The surgery of the herniated disc, when we choose an anterior approach, will allow us to perform a procedure called arthroplasty, which requires to change the disc that we have removed by a mobile disk that simulates the movement.
Any surgery involves certain risks and whenever a surgeon indicates this procedure is because the risks are minor or much lower than the risks of the pathology. Cervical disc replacement surgery is a minimally invasive procedure; therefore, the risks are also few but important. For an earlier approach the most relevant risks are to damage the structures through which we have to go to reach the disc. It could be the airway, the digestive tract, a nervous part, especially in relation to the recurrent nerve that can originate afonias or, the spinal cord injury. If we talk about a later approach, the risks are minor, for example only a root lesion.
In general, recovery after cervical herniated disc surgery involves a short period of time, because it is a minimally invasive surgery. In case of anterior approaches, we use natural corridors so that no muscle is touched, and the patient usually has an income of 24 to 48 hours and can soon reestablish a normal work activity in a period of around 1 month, always when physical activity is not very demanding in your work. In case of posterior approaches, the patient has a delayed recovery because we have to cross the muscle through small tubes but, usually in 2 or 3 days the patient is able to do a more or less normal activity.

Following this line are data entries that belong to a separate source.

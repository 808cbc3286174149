//! Plain process execution: tokens, tasks, events, jobs and variables

use cascade_engine::domain::job::FAILED_JOB_INCIDENT;
use cascade_engine::domain::process_definition::ListenerEvent;
use cascade_engine::{
    Clock, DataPacket, DelegateContext, EngineConfig, EngineError, ServiceDelegate,
};
use cascade_test_utils::assertions::{activity_paths, assert_activity_tree};
use cascade_test_utils::{ProcessModels, TestEngine, RECORDING_LISTENER};
use pretty_assertions::assert_eq;
use std::collections::HashMap;
use std::sync::Arc;

#[tokio::test]
async fn test_start_and_complete_one_task_process() {
    let engine = TestEngine::new();
    let definition = engine.deploy(ProcessModels::one_task_process()).await;
    let instance = engine.start(&definition).await;

    let tree = engine.tree(&instance.id).await;
    assert_eq!(tree.id.0, instance.id.0);
    assert_activity_tree(&tree, &["Process/userTask"]).unwrap();
    assert_eq!(
        engine.events.count_for("process_instance.started", &instance.id),
        1
    );

    engine.complete_task_at(&instance.id, "userTask").await;

    let ended = engine.instance(&instance.id).await;
    assert!(ended.is_ended());
    assert!(ended.tasks.is_empty());
    assert_eq!(
        engine.events.count_for("process_instance.ended", &instance.id),
        1
    );
}

#[tokio::test]
async fn test_start_by_key_uses_latest_version() {
    let engine = TestEngine::new();
    engine.deploy(ProcessModels::one_task_process()).await;
    let latest = engine.deploy(ProcessModels::subprocess_process()).await;

    let instance = engine
        .runtime
        .start_process_instance_by_key(ProcessModels::PROCESS_KEY, HashMap::new())
        .await
        .unwrap();

    assert_eq!(instance.process_definition_id, latest.id);
    assert_activity_tree(
        &instance.activity_instance_tree().unwrap(),
        &["Process/subProcess", "Process/subProcess/userTask"],
    )
    .unwrap();
}

#[tokio::test]
async fn test_unknown_key_is_reported() {
    let engine = TestEngine::new();
    let err = engine
        .runtime
        .start_process_instance_by_key("unknown", HashMap::new())
        .await
        .unwrap_err();
    assert!(matches!(err, EngineError::ProcessDefinitionNotFound(_)));
}

#[tokio::test]
async fn test_parallel_gateway_joins_both_branches() {
    let engine = TestEngine::new();
    let definition = engine.deploy(ProcessModels::parallel_gateway_process()).await;
    let instance = engine.start(&definition).await;
    assert_activity_tree(
        &engine.tree(&instance.id).await,
        &["Process/userTask1", "Process/userTask2"],
    )
    .unwrap();

    engine.complete_task_at(&instance.id, "userTask1").await;
    let waiting = engine.instance(&instance.id).await;
    assert!(!waiting.is_ended());
    assert_eq!(waiting.tasks.len(), 1);
    assert_eq!(waiting.tasks[0].task_definition_key, "userTask2");

    engine.complete_task_at(&instance.id, "userTask2").await;
    assert!(engine.instance(&instance.id).await.is_ended());
}

#[tokio::test]
async fn test_listeners_see_scope_start_and_end() {
    let engine = TestEngine::new();
    let model = ProcessModels::subprocess_process()
        .move_to("subProcess")
        .listener(ListenerEvent::Start, RECORDING_LISTENER)
        .listener(ListenerEvent::End, RECORDING_LISTENER);
    let definition = engine.deploy(model).await;
    let instance = engine.start(&definition).await;

    assert_eq!(engine.listener.count("subProcess", ListenerEvent::Start), 1);
    assert_eq!(engine.listener.count("subProcess", ListenerEvent::End), 0);

    engine.complete_task_at(&instance.id, "userTask").await;
    assert_eq!(engine.listener.count("subProcess", ListenerEvent::End), 1);
}

#[tokio::test]
async fn test_service_task_sets_variables() {
    let enrich: Arc<dyn ServiceDelegate> = Arc::new(
        |context: &DelegateContext| -> Result<HashMap<String, DataPacket>, String> {
            let order = context
                .variables
                .get("order")
                .cloned()
                .ok_or_else(|| "order missing".to_string())?;
            Ok(HashMap::from([("echo".to_string(), order)]))
        },
    );
    let engine = TestEngine::builder().with_service("enrich", enrich).build();
    let definition = engine
        .deploy(ProcessModels::service_task_process("enrich"))
        .await;

    let instance = engine
        .start_with(
            &definition,
            HashMap::from([("order".to_string(), DataPacket::from("A-1"))]),
        )
        .await;

    assert_activity_tree(&engine.tree(&instance.id).await, &["Process/userTask"]).unwrap();
    let stored = engine.instance(&instance.id).await;
    assert_eq!(stored.variable("echo").unwrap().value, DataPacket::from("A-1"));
}

#[tokio::test]
async fn test_missing_delegate_fails_start() {
    let engine = TestEngine::new();
    let definition = engine
        .deploy(ProcessModels::service_task_process("unregistered"))
        .await;
    let err = engine
        .runtime
        .start_process_instance_by_id(&definition.id, HashMap::new())
        .await
        .unwrap_err();
    assert_eq!(err, EngineError::DelegateNotFound("unregistered".to_string()));
}

#[tokio::test]
async fn test_message_boundary_interrupts_host() {
    let engine = TestEngine::new();
    let definition = engine
        .deploy(ProcessModels::user_task_with_boundary(ProcessModels::message("Cancel")))
        .await;
    let instance = engine.start(&definition).await;
    assert_eq!(engine.instance(&instance.id).await.subscriptions_at("boundary").len(), 1);

    let receiver = engine
        .runtime
        .correlate_message("Cancel", HashMap::new())
        .await
        .unwrap();

    assert_eq!(receiver, instance.id);
    let after = engine.instance(&instance.id).await;
    assert_activity_tree(&after.activity_instance_tree().unwrap(), &["Process/afterBoundaryTask"])
        .unwrap();
    assert!(after.subscriptions_at("boundary").is_empty());
    assert!(after.tasks_at("userTask").is_empty());
}

#[tokio::test]
async fn test_unmatched_message_is_rejected() {
    let engine = TestEngine::new();
    let err = engine
        .runtime
        .correlate_message("Nobody", HashMap::new())
        .await
        .unwrap_err();
    assert_eq!(
        err,
        EngineError::NoMatchingSubscription {
            event_type: "message".to_string(),
            name: "Nobody".to_string(),
        }
    );
}

#[tokio::test]
async fn test_timer_boundary_fires_through_its_job() {
    let engine = TestEngine::new();
    let definition = engine
        .deploy(ProcessModels::user_task_with_boundary(ProcessModels::timer_minutes(10)))
        .await;
    let instance = engine.start(&definition).await;

    let job = engine.instance(&instance.id).await.jobs_at("boundary")[0].clone();
    assert_eq!(
        job.due_date,
        Some(engine.clock.now() + chrono::Duration::minutes(10))
    );

    engine.execute_job_at(&instance.id, "boundary").await.unwrap();
    assert_activity_tree(&engine.tree(&instance.id).await, &["Process/afterBoundaryTask"])
        .unwrap();
}

#[tokio::test]
async fn test_signal_reaches_every_waiting_instance() {
    let engine = TestEngine::new();
    let definition = engine
        .deploy(ProcessModels::event_subprocess_process(ProcessModels::signal("Alarm")))
        .await;
    let first = engine.start(&definition).await;
    let second = engine.start(&definition).await;

    let mut received = engine
        .runtime
        .signal_event_received("Alarm", HashMap::new())
        .await
        .unwrap();
    received.sort();
    let mut expected = vec![first.id.clone(), second.id.clone()];
    expected.sort();

    assert_eq!(received, expected);
    for id in [&first.id, &second.id] {
        assert_activity_tree(
            &engine.tree(id).await,
            &["Process/eventSubProcess", "Process/eventSubProcess/eventSubProcessTask"],
        )
        .unwrap();
    }
}

#[tokio::test]
async fn test_receive_task_waits_for_its_message() {
    let engine = TestEngine::new();
    let definition = engine
        .deploy(ProcessModels::receive_task_process("Payment"))
        .await;
    let instance = engine.start(&definition).await;
    assert_activity_tree(&engine.tree(&instance.id).await, &["Process/receiveTask"]).unwrap();

    engine
        .runtime
        .correlate_message(
            "Payment",
            HashMap::from([("amount".to_string(), DataPacket::from(30))]),
        )
        .await
        .unwrap();

    assert!(engine.instance(&instance.id).await.is_ended());
}

#[tokio::test]
async fn test_async_before_parks_token_until_job_runs() {
    let engine = TestEngine::new();
    let definition = engine
        .deploy(ProcessModels::one_task_process().move_to("userTask").async_before())
        .await;
    let instance = engine.start(&definition).await;

    assert_eq!(
        activity_paths(&engine.tree(&instance.id).await),
        vec!["Process/userTask~"]
    );
    let job = engine.instance(&instance.id).await.jobs_at("userTask")[0].clone();
    assert_eq!(job.retries, EngineConfig::default().default_job_retries);

    engine.execute_job_at(&instance.id, "userTask").await.unwrap();
    let after = engine.instance(&instance.id).await;
    assert!(after.jobs.is_empty());
    assert_eq!(after.tasks_at("userTask").len(), 1);
}

#[tokio::test]
async fn test_failing_job_loses_retries_then_raises_incident() {
    let failing: Arc<dyn ServiceDelegate> =
        Arc::new(|_: &DelegateContext| -> Result<HashMap<String, DataPacket>, String> {
            Err("backend down".to_string())
        });
    let config = EngineConfig {
        default_job_retries: 2,
        ..EngineConfig::default()
    };
    let engine = TestEngine::builder()
        .with_config(config)
        .with_service("failing", failing)
        .build();
    let definition = engine
        .deploy(
            ProcessModels::service_task_process("failing")
                .move_to("serviceTask")
                .async_before(),
        )
        .await;
    let instance = engine.start(&definition).await;

    let err = engine
        .execute_job_at(&instance.id, "serviceTask")
        .await
        .unwrap_err();
    assert!(matches!(err, EngineError::DelegateFailed { .. }));
    let once = engine.instance(&instance.id).await;
    let job = once.jobs_at("serviceTask")[0].clone();
    assert_eq!(job.retries, 1);
    assert!(job
        .exception_message
        .as_deref()
        .is_some_and(|message| message.contains("backend down")));
    assert!(once.incidents.is_empty());

    engine
        .execute_job_at(&instance.id, "serviceTask")
        .await
        .unwrap_err();
    let twice = engine.instance(&instance.id).await;
    assert_eq!(twice.jobs_at("serviceTask")[0].retries, 0);
    assert_eq!(twice.incidents.len(), 1);
    assert_eq!(twice.incidents[0].incident_type, FAILED_JOB_INCIDENT);
    assert!(twice.incidents[0].is_for_job(&job.id));
    assert_eq!(
        engine.events.count_for("incident.created", &instance.id),
        1
    );
}

#[tokio::test]
async fn test_set_variable_updates_in_place() {
    let engine = TestEngine::new();
    let definition = engine.deploy(ProcessModels::one_task_process()).await;
    let instance = engine
        .start_with(
            &definition,
            HashMap::from([("count".to_string(), DataPacket::from(1))]),
        )
        .await;
    let original = engine.instance(&instance.id).await.variable("count").unwrap().id.clone();

    engine
        .runtime
        .set_variable(&instance.id, "count", DataPacket::from(2))
        .await
        .unwrap();

    let stored = engine.instance(&instance.id).await;
    let count = stored.variable("count").unwrap();
    assert_eq!(count.value, DataPacket::from(2));
    assert_eq!(count.id, original);
}

#[tokio::test]
async fn test_business_key_survives_migration() {
    let engine = TestEngine::new();
    let source = engine.deploy(ProcessModels::one_task_process()).await;
    let target = engine.deploy(ProcessModels::subprocess_process()).await;
    let instance = engine
        .runtime
        .start_process_instance_with_business_key(&source.id, "order-42", HashMap::new())
        .await
        .unwrap();
    assert_eq!(instance.business_key.as_deref(), Some("order-42"));

    let plan = engine
        .plan(&source, &target, |plan| plan.map_activities("userTask", "userTask"))
        .await
        .unwrap();
    let migrated = engine.migrate_one(plan, &instance.id).await.unwrap();

    assert_eq!(migrated.business_key.as_deref(), Some("order-42"));
    assert_eq!(migrated.process_definition_id, target.id);
}

#[tokio::test]
async fn test_conditional_catch_continues_when_triggered() {
    let engine = TestEngine::new();
    let definition = engine
        .deploy(ProcessModels::intermediate_catch_process(
            ProcessModels::conditional("approved"),
        ))
        .await;
    let instance = engine.start(&definition).await;
    assert_activity_tree(&engine.tree(&instance.id).await, &["Process/catch"]).unwrap();

    let triggered = engine
        .runtime
        .trigger_conditional_event("approved", HashMap::new())
        .await
        .unwrap();

    assert_eq!(triggered, vec![instance.id.clone()]);
    assert_activity_tree(&engine.tree(&instance.id).await, &["Process/userTask"]).unwrap();
}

A critical aspect to avoid the complications derived from artificial disc replacement surgery is the careful selection of patients by the surgeon. At present it is believed that the best candidates for disc replacement are adults with a symptomatic degenerative disc at only one level. Patients whose bones are not as resistant due to aging, or some bone disorder, may have problems if the implant establishes on the soft bone. As a consequence, these people are not considered as optimal candidates for this type of procedure. Since there may be implant movement, patients who have one vertebra sliding over another (called spondylolisthesis) are also not considered candidates for an artificial disc replacement. Currently, the clinical diagnoses that seem to be the most suitable for artificial disc replacement include symptomatic degenerative disc disease and post-discectomy syndrome. Post-discectomy syndrome is a persistent back pain after surgery to remove a herniated disc.